-- Input data follows --

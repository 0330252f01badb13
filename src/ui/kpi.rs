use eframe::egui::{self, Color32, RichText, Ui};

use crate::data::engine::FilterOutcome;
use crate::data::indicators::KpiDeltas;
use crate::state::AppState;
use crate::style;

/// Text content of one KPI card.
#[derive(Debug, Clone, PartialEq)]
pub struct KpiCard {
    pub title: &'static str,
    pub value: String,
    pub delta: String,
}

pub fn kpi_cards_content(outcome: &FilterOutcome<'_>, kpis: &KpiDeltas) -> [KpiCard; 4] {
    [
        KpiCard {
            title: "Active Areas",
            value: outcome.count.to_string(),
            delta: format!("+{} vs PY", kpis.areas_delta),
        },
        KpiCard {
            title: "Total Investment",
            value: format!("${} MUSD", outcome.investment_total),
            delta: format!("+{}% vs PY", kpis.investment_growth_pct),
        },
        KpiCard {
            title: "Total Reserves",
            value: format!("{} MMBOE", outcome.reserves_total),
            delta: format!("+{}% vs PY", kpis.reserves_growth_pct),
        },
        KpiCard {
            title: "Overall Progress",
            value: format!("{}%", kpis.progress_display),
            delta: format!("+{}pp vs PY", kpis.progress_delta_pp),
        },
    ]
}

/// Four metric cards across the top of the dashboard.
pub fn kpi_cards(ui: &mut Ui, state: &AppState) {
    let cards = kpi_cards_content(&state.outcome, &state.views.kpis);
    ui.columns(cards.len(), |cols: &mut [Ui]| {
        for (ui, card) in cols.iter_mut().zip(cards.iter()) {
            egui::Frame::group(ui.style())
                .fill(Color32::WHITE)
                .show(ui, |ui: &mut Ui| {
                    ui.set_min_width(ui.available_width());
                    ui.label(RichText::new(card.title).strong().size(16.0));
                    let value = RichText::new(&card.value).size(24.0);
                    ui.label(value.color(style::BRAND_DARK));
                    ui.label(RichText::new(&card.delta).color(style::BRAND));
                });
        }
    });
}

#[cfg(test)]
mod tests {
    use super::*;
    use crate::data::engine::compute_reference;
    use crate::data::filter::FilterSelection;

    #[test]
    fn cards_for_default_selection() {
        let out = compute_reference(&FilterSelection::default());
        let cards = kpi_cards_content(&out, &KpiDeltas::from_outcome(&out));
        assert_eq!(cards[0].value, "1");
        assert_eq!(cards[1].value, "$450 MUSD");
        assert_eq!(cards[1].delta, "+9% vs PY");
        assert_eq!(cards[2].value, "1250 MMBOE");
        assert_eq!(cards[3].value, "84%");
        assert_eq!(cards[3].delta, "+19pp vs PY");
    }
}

-- Input data concluded --

Exercise details:
List, from the entries above, every line in which the word "cols" shows up.

Result of the exercise:
    ui.columns(cards.len(), |cols: &mut [Ui]| {
        for (ui, card) in cols.iter_mut().zip(cards.iter()) {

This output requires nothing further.